Riguardo le resse nei centri commercial, il coordinatore del Cts dice che è “vergognoso. Quando si vedono scene come queste non si può fare a meno di pensare che non ci sia ancora piena consapevolezza del dramma che l’intero Paese sta vivendo. E in questo momento sembra evidente che la scuola sia la vittima sacrificale della nostra società; è molto più semplice chiudere una scuola che ritardare l’apertura di un nuovo centro commerciale, anche perché i ragazzi non votano. Dobbiamo sforzarci di capire che siamo ancora nel pieno della pandemia. Anche se oggi vediamo una flebile luce in fondo al tunnel, il numero dei morti e dei contagi è ancora elevatissimo, e l’incidenza dei positivi sulla popolazione è di molte volte superiore rispetto a quella che viene indicata come soglia per tenere l’epidemia sotto controllo”.

Quanto al Natale, aggiunge che “dovrò rinunciare anch’io a vedere i miei figli e le mie nipotine che non vedo da quasi un anno.
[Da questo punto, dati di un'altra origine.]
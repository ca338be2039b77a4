//! Password digests for account records.
//!
//! The board stores a bare SHA-256 of the UTF-8 password bytes, lower-case
//! hex encoded, to stay compatible with existing account files. There is no
//! salt and no work factor; that is a known weakness of the record format,
//! kept for compatibility rather than silently upgraded to a KDF.

use sha2::{Digest, Sha256};
use subtle::ConstantTimeEq;

/// Digest a password for storage.
pub fn hash_password(password: &str) -> String {
    let mut hasher = Sha256::new();
    hasher.update(password.as_bytes());
    hex::encode(hasher.finalize())
}

/// Compare a candidate password against a stored digest.
///
/// The digest comparison is constant-time so the check leaks nothing about
/// how much of the digest matched.
pub fn verify_password(password: &str, stored_hash: &str) -> bool {
    let digest = hash_password(password);
    let digest_bytes = digest.as_bytes();
    let stored_bytes = stored_hash.as_bytes();

    digest_bytes.len() == stored_bytes.len()
        && digest_bytes.ct_eq(stored_bytes).unwrap_u8() == 1
}
//! Login sessions.
//!
//! Bearer tokens (uuid v4) mapped to account names, held in memory behind a
//! `tokio::sync::RwLock`. Sessions expire after a configurable TTL (7 days
//! by default, matching the board's login cookie lifetime); expired entries
//! are ignored on lookup and periodically purged by a background task.

use std::collections::HashMap;
use std::sync::Arc;

use chrono::{DateTime, Duration, Utc};
use tokio::sync::RwLock;
use tracing::debug;
use uuid::Uuid;

#[derive(Debug, Clone)]
struct Session {
    name: String,
    expires_at: DateTime<Utc>,
}

impl Session {
    fn is_fresh(&self) -> bool {
        Utc::now() < self.expires_at
    }
}

/// Issues and resolves login tokens.
#[derive(Clone)]
pub struct SessionProvider {
    ttl: Duration,
    sessions: Arc<RwLock<HashMap<Uuid, Session>>>,
}

impl SessionProvider {
    /// Provider with the given session lifetime in days.
    pub fn new(ttl_days: i64) -> Self {
        Self::with_ttl(Duration::days(ttl_days))
    }

    /// Provider with an explicit lifetime; used by tests.
    pub fn with_ttl(ttl: Duration) -> Self {
        Self {
            ttl,
            sessions: Arc::new(RwLock::new(HashMap::new())),
        }
    }

    /// Open a session for `name`; returns the token and its expiry.
    pub async fn login(&self, name: &str) -> (Uuid, DateTime<Utc>) {
        let token = Uuid::new_v4();
        let expires_at = Utc::now() + self.ttl;

        let mut sessions = self.sessions.write().await;
        sessions.insert(
            token,
            Session {
                name: name.to_string(),
                expires_at,
            },
        );

        (token, expires_at)
    }

    /// Resolve a token to the logged-in account name, if still valid.
    pub async fn current_user(&self, token: Uuid) -> Option<String> {
        let sessions = self.sessions.read().await;
        sessions
            .get(&token)
            .filter(|s| s.is_fresh())
            .map(|s| s.name.clone())
    }

    /// Close a session. Returns `true` if the token was known.
    pub async fn logout(&self, token: Uuid) -> bool {
        let mut sessions = self.sessions.write().await;
        sessions.remove(&token).is_some()
    }

    /// Evict expired sessions.
    pub async fn purge_expired(&self) {
        let mut sessions = self.sessions.write().await;
        let before = sessions.len();
        sessions.retain(|_, s| s.is_fresh());
        let removed = before - sessions.len();
        if removed > 0 {
            debug!(removed, "Purged expired sessions");
        }
    }
}
//! CSV record encoding and decoding.
//!
//! The record files are plain RFC-4180 CSV: fields containing a comma,
//! double quote, CR, or LF are wrapped in double quotes with embedded quotes
//! doubled; everything else is written bare. The encoder is deterministic,
//! so serializing is a pure function of the in-memory model and
//! `save(load(file))` is byte-stable after one normalizing pass.

/// One decoded record with the physical line it started on (1-based).
#[derive(Debug, Clone, PartialEq, Eq)]
pub struct Record {
    pub line: usize,
    pub fields: Vec<String>,
}

/// A parse failure at a specific physical line.
#[derive(Debug, Clone, PartialEq, Eq)]
pub struct DecodeError {
    pub line: usize,
    pub reason: String,
}

fn needs_quoting(field: &str) -> bool {
    field.contains([',', '"', '\r', '\n'])
}

/// Encode one record as a comma-separated line, without a line terminator.
pub fn encode_record(fields: &[&str]) -> String {
    let mut out = String::new();
    for (i, field) in fields.iter().enumerate() {
        if i > 0 {
            out.push(',');
        }
        if needs_quoting(field) {
            out.push('"');
            for c in field.chars() {
                if c == '"' {
                    out.push('"');
                }
                out.push(c);
            }
            out.push('"');
        } else {
            out.push_str(field);
        }
    }
    out
}

/// Decode a whole file into records, honoring quoted fields.
///
/// Accepts both `\n` and `\r\n` line endings and skips blank lines. Quoted
/// fields may span multiple physical lines.
pub fn decode_records(input: &str) -> Result<Vec<Record>, DecodeError> {
    let mut records = Vec::new();
    let mut fields: Vec<String> = Vec::new();
    let mut field = String::new();

    let mut line = 1usize;
    let mut record_line = 1usize;
    let mut in_quotes = false;
    let mut after_quote = false;
    // Whether the current record has seen any content (a quoted empty
    // string counts; a bare newline does not).
    let mut has_content = false;

    let mut chars = input.chars().peekable();
    while let Some(c) = chars.next() {
        if in_quotes {
            match c {
                '"' => {
                    if chars.peek() == Some(&'"') {
                        chars.next();
                        field.push('"');
                    } else {
                        in_quotes = false;
                        after_quote = true;
                    }
                }
                '\n' => {
                    line += 1;
                    field.push(c);
                }
                _ => field.push(c),
            }
            continue;
        }

        match c {
            '"' if field.is_empty() && !after_quote => {
                in_quotes = true;
                has_content = true;
            }
            '"' => {
                return Err(DecodeError {
                    line,
                    reason: "unexpected quote inside field".to_string(),
                });
            }
            ',' => {
                fields.push(std::mem::take(&mut field));
                after_quote = false;
                has_content = true;
            }
            '\r' => {
                if chars.peek() != Some(&'\n') {
                    return Err(DecodeError {
                        line,
                        reason: "bare carriage return in unquoted field".to_string(),
                    });
                }
                // The following '\n' terminates the record.
            }
            '\n' => {
                if has_content || !fields.is_empty() || !field.is_empty() {
                    fields.push(std::mem::take(&mut field));
                    records.push(Record {
                        line: record_line,
                        fields: std::mem::take(&mut fields),
                    });
                }
                line += 1;
                record_line = line;
                after_quote = false;
                has_content = false;
            }
            _ if after_quote => {
                return Err(DecodeError {
                    line,
                    reason: "expected delimiter after closing quote".to_string(),
                });
            }
            _ => {
                field.push(c);
                has_content = true;
            }
        }
    }

    if in_quotes {
        return Err(DecodeError {
            line,
            reason: "unterminated quoted field".to_string(),
        });
    }

    // Final record without a trailing newline.
    if has_content || !fields.is_empty() || !field.is_empty() {
        fields.push(field);
        records.push(Record {
            line: record_line,
            fields,
        });
    }

    Ok(records)
}

#[cfg(test)]
mod tests {
    use super::*;

    fn fields_of(input: &str) -> Vec<Vec<String>> {
        decode_records(input)
            .unwrap()
            .into_iter()
            .map(|r| r.fields)
            .collect()
    }

    #[test]
    fn plain_fields_round_trip() {
        let line = encode_record(&["alice", "abc123"]);
        assert_eq!(line, "alice,abc123");
        assert_eq!(fields_of(&line), vec![vec!["alice", "abc123"]]);
    }

    #[test]
    fn fields_with_commas_and_quotes_are_quoted() {
        let line = encode_record(&["do x, then y", "say \"hi\""]);
        assert_eq!(line, "\"do x, then y\",\"say \"\"hi\"\"\"");
        assert_eq!(fields_of(&line), vec![vec!["do x, then y", "say \"hi\""]]);
    }

    #[test]
    fn multiline_field_round_trips() {
        let notes = "first objective\nsecond objective";
        let line = encode_record(&["Vow", notes]);
        let decoded = fields_of(&line);
        assert_eq!(decoded, vec![vec!["Vow".to_string(), notes.to_string()]]);
    }

    #[test]
    fn crlf_and_lf_both_terminate_records() {
        assert_eq!(
            fields_of("a,b\r\nc,d\n"),
            vec![vec!["a", "b"], vec!["c", "d"]]
        );
    }

    #[test]
    fn blank_lines_are_skipped() {
        assert_eq!(fields_of("a,b\n\n\nc,d\n"), vec![vec!["a", "b"], vec!["c", "d"]]);
    }

    #[test]
    fn empty_trailing_field_is_kept() {
        assert_eq!(fields_of("a,\n"), vec![vec!["a", ""]]);
    }

    #[test]
    fn record_lines_account_for_embedded_newlines() {
        let records = decode_records("h1,h2\n\"multi\nline\",x\nlast,y\n").unwrap();
        assert_eq!(records[0].line, 1);
        assert_eq!(records[1].line, 2);
        assert_eq!(records[2].line, 4);
    }

    #[test]
    fn unterminated_quote_is_an_error() {
        let err = decode_records("\"never closed").unwrap_err();
        assert!(err.reason.contains("unterminated"));
    }

    #[test]
    fn stray_quote_is_an_error() {
        assert!(decode_records("ab\"cd\n").is_err());
        assert!(decode_records("\"ab\"cd\n").is_err());
    }
}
È un dolore terribile ma so che se domani incontrassi uno dei miei figli, avrei davanti a me un potenziale pericolo. Non c’è nulla di meglio di pranzi in famiglia, tra parenti che non sono conviventi, per provocare un’impennata di contagi. Quindi saremo da soli io e mia moglie, faremo molte chiamate via Skype e cercheremo di compensare la tristezza che ci deriva dal momento in questo modo. Mi dispiace molto che si sia immaginato di vietare l’apertura dei ristoranti a Natale e nelle giornate di festa. Trovo che sia un provvedimento poco illuminato anche perché in fondo il ristorante è un po’ come la scuola, un luogo dove sei costretto a rispettare le regole della prudenza e del comportamento corretto. I ritrovi domestici sono invece propedeutici al rilassamento e alla mancanza del rispetto delle regole di cui parliamo costantemente”.